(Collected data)
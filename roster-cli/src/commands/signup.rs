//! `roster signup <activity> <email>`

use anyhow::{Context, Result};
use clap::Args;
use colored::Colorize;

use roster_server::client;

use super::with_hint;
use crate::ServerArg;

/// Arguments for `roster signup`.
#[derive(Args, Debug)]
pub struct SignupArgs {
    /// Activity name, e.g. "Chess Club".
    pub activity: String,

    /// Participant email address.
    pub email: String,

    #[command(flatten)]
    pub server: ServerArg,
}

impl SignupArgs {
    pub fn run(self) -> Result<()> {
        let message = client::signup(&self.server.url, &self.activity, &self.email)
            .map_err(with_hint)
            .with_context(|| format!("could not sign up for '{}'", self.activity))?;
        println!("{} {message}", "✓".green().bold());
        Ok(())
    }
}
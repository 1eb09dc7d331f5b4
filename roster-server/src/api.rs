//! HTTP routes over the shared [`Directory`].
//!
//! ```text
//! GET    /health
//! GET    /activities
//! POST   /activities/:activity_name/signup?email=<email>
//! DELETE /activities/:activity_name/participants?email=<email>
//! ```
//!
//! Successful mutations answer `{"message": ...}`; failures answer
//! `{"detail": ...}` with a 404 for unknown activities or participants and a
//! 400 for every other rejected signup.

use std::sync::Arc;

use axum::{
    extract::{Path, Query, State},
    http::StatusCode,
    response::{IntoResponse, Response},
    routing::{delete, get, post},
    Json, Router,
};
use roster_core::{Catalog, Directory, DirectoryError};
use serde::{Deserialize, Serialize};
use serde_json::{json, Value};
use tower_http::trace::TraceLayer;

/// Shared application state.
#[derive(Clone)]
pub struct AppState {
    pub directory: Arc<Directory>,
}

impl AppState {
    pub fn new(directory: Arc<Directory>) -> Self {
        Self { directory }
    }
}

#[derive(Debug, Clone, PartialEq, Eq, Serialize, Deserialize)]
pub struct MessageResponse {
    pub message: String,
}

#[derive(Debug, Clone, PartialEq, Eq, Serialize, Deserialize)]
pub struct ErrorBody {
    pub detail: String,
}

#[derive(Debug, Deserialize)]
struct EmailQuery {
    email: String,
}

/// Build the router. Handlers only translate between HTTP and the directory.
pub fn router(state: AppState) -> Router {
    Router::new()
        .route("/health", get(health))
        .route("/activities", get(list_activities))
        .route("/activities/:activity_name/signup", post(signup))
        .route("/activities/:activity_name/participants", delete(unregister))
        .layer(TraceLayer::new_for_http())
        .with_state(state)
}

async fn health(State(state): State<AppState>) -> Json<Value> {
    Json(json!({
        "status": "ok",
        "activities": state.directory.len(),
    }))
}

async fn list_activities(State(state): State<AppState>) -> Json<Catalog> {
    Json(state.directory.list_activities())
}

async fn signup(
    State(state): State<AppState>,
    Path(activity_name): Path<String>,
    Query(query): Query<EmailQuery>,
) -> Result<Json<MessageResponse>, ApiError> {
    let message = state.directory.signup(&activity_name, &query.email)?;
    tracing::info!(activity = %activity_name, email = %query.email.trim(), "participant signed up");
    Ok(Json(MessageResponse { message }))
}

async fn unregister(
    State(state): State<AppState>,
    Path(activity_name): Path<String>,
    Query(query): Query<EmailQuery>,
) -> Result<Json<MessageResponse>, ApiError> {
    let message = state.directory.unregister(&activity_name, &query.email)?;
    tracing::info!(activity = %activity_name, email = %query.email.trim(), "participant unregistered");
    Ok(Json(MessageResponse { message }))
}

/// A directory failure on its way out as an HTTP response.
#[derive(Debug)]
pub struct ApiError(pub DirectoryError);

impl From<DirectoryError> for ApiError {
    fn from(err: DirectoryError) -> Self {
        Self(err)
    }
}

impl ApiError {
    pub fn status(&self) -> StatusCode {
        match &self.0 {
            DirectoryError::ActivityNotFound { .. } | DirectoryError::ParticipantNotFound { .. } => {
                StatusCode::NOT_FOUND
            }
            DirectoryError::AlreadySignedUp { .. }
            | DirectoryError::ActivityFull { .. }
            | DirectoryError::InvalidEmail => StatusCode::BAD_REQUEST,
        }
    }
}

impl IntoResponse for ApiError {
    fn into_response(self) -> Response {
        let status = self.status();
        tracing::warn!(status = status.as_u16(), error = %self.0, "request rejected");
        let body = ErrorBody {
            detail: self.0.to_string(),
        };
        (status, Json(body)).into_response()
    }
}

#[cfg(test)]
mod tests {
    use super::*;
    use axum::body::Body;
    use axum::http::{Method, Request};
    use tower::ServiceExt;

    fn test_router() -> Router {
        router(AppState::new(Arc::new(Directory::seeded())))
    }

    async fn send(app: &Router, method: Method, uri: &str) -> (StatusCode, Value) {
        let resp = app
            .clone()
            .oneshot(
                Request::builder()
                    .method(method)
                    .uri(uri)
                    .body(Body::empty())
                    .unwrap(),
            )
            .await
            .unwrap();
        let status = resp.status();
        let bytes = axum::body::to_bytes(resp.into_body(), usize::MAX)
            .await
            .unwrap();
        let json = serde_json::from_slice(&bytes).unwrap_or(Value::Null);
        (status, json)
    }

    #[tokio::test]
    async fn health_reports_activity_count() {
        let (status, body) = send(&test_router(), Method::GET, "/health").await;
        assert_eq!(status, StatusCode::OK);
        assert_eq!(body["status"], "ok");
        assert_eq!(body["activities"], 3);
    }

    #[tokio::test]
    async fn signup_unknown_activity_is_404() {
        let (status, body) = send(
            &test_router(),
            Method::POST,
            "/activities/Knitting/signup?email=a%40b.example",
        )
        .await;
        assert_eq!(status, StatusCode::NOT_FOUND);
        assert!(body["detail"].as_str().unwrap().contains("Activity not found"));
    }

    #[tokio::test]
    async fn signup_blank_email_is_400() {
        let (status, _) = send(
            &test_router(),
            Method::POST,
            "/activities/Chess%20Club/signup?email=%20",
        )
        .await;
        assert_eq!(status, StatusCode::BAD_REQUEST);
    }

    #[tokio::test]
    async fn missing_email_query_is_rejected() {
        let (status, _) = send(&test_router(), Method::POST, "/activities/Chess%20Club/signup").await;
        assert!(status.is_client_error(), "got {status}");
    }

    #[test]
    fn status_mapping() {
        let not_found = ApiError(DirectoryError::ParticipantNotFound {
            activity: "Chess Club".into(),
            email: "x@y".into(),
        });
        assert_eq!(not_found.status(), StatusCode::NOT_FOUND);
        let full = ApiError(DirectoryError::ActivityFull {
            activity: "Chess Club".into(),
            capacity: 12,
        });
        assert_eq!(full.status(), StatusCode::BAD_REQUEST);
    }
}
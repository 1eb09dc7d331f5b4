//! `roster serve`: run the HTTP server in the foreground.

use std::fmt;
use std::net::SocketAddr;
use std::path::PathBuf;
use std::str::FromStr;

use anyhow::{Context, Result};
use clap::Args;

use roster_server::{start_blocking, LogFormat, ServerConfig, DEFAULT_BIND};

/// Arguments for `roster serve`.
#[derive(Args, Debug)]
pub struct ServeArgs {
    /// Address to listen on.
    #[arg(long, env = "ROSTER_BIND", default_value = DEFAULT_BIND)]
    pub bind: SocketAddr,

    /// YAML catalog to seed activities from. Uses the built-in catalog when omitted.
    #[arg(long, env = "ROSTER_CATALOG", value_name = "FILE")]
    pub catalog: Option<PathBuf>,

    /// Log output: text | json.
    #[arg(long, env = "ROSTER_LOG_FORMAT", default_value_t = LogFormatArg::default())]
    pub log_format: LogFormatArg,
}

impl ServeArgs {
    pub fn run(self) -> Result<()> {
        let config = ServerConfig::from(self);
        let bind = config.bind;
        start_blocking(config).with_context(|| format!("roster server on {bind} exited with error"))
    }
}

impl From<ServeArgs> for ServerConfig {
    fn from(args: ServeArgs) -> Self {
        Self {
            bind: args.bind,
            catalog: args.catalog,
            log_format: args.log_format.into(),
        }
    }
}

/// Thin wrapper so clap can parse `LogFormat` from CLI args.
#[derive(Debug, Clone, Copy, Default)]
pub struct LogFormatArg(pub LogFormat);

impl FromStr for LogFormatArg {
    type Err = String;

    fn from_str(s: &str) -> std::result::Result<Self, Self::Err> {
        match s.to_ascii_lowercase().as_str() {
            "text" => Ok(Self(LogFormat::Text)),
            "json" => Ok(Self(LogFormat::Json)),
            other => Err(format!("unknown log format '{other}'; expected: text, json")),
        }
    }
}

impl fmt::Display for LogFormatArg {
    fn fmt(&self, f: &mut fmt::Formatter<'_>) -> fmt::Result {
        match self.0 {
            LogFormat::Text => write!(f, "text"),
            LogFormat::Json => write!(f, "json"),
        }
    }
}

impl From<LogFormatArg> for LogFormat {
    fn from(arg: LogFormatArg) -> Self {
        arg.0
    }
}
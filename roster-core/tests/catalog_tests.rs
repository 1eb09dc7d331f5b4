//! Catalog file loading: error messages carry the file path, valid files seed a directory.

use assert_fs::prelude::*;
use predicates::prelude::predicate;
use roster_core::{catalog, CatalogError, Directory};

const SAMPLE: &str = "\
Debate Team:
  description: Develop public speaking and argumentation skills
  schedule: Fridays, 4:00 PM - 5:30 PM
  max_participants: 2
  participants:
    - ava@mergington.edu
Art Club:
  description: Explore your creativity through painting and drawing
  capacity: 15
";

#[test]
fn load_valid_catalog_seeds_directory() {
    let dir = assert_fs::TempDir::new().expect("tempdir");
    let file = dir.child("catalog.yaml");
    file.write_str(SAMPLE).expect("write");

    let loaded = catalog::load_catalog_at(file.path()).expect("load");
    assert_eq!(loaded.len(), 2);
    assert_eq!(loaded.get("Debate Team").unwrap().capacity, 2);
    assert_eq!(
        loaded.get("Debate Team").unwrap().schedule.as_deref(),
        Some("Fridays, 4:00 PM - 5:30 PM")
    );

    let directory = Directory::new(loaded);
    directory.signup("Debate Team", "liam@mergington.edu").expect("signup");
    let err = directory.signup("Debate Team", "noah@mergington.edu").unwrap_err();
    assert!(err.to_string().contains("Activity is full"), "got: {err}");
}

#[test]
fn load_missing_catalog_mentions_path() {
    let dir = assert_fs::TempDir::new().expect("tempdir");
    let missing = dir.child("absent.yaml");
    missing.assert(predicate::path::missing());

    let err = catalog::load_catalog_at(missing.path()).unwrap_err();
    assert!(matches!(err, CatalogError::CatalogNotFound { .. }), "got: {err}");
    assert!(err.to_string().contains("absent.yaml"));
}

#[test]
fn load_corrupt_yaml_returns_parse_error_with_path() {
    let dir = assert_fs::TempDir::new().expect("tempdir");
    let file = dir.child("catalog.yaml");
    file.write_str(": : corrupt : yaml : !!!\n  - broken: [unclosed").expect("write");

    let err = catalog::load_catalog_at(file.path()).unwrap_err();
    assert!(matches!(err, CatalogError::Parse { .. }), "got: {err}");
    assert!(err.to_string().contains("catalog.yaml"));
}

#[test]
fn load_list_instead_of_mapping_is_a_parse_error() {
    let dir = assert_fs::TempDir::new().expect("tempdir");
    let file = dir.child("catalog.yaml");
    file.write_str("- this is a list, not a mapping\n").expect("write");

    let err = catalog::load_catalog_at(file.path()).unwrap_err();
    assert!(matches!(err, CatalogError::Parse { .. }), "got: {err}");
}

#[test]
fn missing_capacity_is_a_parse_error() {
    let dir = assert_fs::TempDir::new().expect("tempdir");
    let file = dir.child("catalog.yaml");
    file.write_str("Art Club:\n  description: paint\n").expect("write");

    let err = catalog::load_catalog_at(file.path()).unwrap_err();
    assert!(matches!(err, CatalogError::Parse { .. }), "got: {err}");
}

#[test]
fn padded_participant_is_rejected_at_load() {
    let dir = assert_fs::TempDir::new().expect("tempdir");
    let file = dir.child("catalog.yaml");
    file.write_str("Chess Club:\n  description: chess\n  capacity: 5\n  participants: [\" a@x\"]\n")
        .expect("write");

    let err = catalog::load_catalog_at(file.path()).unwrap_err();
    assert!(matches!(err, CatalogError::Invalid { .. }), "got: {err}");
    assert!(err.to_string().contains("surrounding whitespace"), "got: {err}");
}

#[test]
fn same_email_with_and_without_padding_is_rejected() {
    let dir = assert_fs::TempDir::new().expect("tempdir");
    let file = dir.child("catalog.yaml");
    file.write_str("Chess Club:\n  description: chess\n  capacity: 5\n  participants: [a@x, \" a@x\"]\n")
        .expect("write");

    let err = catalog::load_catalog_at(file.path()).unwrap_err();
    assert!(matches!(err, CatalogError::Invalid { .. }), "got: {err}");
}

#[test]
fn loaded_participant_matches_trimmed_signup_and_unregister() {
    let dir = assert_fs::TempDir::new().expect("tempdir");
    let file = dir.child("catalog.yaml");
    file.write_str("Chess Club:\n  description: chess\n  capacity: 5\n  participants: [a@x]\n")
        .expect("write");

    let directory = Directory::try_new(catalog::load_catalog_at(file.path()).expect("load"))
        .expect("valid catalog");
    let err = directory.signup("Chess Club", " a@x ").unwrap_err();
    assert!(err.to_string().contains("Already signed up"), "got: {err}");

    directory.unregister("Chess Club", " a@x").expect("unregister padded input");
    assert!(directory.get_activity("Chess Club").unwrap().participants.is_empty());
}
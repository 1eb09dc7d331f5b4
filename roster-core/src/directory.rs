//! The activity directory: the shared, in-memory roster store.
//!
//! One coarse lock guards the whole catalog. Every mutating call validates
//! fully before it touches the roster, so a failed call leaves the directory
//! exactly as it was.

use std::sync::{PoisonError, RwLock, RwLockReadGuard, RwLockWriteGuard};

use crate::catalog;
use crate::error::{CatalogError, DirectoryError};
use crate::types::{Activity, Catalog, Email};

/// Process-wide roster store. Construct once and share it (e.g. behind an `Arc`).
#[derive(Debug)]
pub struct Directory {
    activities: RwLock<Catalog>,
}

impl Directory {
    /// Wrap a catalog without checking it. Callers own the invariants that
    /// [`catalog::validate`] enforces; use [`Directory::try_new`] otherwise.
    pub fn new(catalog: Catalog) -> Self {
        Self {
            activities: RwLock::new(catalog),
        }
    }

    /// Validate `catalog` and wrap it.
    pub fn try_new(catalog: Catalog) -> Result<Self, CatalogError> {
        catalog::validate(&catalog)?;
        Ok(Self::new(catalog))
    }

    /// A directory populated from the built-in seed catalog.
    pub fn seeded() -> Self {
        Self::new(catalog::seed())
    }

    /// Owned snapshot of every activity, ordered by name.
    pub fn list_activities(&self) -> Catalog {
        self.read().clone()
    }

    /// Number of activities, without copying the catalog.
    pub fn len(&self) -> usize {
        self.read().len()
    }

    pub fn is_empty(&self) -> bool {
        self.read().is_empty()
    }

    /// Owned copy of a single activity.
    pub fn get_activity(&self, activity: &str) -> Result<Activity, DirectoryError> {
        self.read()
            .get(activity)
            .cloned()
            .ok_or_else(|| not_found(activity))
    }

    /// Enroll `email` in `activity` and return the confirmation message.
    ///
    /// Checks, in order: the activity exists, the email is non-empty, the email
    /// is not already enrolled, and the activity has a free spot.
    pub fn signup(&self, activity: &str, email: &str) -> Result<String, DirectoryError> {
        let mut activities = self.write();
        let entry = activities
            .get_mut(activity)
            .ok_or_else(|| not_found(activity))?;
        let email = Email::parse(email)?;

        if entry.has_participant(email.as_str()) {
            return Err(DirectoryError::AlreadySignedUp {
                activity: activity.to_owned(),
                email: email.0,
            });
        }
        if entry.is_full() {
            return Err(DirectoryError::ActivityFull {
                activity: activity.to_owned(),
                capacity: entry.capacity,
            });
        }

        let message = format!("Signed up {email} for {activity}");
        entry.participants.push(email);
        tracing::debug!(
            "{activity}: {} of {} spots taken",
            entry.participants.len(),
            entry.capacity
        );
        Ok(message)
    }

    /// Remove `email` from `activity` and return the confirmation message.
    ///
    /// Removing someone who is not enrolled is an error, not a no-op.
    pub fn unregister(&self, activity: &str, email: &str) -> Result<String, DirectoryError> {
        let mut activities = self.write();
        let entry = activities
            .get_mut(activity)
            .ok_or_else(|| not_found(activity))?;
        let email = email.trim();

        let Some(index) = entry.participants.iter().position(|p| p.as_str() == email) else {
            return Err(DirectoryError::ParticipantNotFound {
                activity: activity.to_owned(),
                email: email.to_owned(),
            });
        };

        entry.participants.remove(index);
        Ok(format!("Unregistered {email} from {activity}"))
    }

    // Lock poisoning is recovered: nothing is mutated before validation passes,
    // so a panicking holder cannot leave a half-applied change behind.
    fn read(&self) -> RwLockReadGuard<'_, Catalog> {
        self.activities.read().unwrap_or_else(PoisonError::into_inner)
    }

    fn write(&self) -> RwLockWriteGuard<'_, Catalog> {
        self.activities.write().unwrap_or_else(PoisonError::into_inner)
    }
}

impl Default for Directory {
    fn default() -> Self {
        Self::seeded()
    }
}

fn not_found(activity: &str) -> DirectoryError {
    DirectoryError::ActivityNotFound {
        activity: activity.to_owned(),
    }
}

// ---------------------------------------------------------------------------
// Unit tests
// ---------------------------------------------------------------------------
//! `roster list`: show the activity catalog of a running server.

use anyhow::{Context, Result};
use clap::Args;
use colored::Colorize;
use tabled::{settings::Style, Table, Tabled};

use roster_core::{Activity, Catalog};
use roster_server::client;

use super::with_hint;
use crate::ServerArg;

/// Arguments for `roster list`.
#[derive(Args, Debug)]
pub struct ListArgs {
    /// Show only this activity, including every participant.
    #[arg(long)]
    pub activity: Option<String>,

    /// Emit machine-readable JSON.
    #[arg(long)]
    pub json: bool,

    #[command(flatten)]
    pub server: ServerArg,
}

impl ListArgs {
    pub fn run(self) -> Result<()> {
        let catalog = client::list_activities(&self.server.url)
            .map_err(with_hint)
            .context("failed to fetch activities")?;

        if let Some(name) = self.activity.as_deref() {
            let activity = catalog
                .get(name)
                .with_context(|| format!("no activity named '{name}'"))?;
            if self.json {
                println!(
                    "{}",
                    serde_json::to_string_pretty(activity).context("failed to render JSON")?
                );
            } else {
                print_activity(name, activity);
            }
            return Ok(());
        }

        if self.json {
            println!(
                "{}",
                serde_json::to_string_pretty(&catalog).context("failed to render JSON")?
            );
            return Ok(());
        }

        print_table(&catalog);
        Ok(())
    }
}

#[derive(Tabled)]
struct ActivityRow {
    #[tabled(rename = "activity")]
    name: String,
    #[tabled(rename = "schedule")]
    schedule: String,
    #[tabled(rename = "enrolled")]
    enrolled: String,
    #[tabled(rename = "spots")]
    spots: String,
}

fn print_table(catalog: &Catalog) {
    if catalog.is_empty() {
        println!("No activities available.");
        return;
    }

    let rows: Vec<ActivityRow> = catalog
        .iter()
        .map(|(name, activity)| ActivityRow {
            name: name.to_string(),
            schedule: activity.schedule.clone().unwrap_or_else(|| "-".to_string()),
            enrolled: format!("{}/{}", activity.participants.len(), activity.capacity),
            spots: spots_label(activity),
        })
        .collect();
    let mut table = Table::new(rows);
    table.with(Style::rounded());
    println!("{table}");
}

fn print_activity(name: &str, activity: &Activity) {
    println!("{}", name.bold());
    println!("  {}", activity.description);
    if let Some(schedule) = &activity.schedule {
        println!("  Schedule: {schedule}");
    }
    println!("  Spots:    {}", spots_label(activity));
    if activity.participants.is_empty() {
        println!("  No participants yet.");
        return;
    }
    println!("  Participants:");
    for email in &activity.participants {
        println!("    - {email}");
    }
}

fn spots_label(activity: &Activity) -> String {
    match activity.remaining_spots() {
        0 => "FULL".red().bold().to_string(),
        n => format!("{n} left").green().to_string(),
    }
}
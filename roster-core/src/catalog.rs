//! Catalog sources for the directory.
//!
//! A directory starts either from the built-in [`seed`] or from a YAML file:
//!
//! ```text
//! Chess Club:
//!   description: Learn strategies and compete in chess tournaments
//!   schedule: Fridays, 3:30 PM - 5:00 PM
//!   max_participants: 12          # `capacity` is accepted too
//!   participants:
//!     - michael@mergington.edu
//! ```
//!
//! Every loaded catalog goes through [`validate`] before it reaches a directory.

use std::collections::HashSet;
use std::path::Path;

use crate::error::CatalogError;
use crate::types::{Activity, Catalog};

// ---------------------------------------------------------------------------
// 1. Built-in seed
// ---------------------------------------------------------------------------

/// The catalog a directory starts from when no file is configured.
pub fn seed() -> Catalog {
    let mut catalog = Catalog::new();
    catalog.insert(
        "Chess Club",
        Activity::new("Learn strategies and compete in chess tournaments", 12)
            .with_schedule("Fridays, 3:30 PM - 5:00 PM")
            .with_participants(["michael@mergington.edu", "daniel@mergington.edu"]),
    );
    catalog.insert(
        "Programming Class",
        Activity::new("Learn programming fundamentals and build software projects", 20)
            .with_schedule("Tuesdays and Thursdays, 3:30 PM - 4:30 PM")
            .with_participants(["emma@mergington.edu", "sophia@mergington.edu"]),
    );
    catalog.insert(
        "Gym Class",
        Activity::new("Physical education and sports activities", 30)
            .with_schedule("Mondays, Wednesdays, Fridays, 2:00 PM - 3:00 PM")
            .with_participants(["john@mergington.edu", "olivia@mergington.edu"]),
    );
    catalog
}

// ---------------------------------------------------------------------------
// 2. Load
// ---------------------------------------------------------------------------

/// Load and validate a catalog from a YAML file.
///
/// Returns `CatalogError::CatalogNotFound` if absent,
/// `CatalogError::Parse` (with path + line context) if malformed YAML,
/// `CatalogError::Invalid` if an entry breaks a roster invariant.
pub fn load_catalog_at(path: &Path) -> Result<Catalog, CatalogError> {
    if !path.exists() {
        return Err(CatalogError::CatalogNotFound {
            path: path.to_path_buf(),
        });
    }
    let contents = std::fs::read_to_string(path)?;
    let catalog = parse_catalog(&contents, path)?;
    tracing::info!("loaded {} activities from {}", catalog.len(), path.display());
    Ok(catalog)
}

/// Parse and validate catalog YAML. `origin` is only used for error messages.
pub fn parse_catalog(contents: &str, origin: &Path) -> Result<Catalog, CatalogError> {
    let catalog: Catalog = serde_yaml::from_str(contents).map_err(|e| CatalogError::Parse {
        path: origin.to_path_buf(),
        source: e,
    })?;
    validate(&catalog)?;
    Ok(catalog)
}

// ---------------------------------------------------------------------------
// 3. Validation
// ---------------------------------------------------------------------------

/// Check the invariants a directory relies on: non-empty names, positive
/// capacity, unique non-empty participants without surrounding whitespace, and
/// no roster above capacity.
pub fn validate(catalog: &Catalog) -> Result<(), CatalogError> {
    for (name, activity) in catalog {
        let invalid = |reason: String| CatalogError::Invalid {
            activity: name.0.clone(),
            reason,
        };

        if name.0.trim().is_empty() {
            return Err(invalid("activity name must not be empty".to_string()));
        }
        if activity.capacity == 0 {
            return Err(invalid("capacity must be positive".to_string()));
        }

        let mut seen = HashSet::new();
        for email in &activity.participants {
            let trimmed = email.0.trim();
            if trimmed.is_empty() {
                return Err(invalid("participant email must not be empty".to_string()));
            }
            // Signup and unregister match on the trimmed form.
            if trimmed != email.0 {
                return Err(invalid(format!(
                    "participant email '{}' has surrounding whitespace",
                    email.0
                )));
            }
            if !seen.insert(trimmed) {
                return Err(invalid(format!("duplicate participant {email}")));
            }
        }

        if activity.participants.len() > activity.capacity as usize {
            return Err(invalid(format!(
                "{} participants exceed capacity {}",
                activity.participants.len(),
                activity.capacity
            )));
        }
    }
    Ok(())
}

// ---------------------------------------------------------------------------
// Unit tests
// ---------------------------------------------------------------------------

EXERCISE AIM | Filter the data for the string "tracing" and copy every line that has it.

RESULT |
    tracing::info!(activity = %activity_name, email = %query.email.trim(), "participant signed up");
    tracing::info!(activity = %activity_name, email = %query.email.trim(), "participant unregistered");
        tracing::warn!(status = status.as_u16(), error = %self.0, "request rejected");
        tracing::debug!(
    tracing::info!("loaded {} activities from {}", catalog.len(), path.display());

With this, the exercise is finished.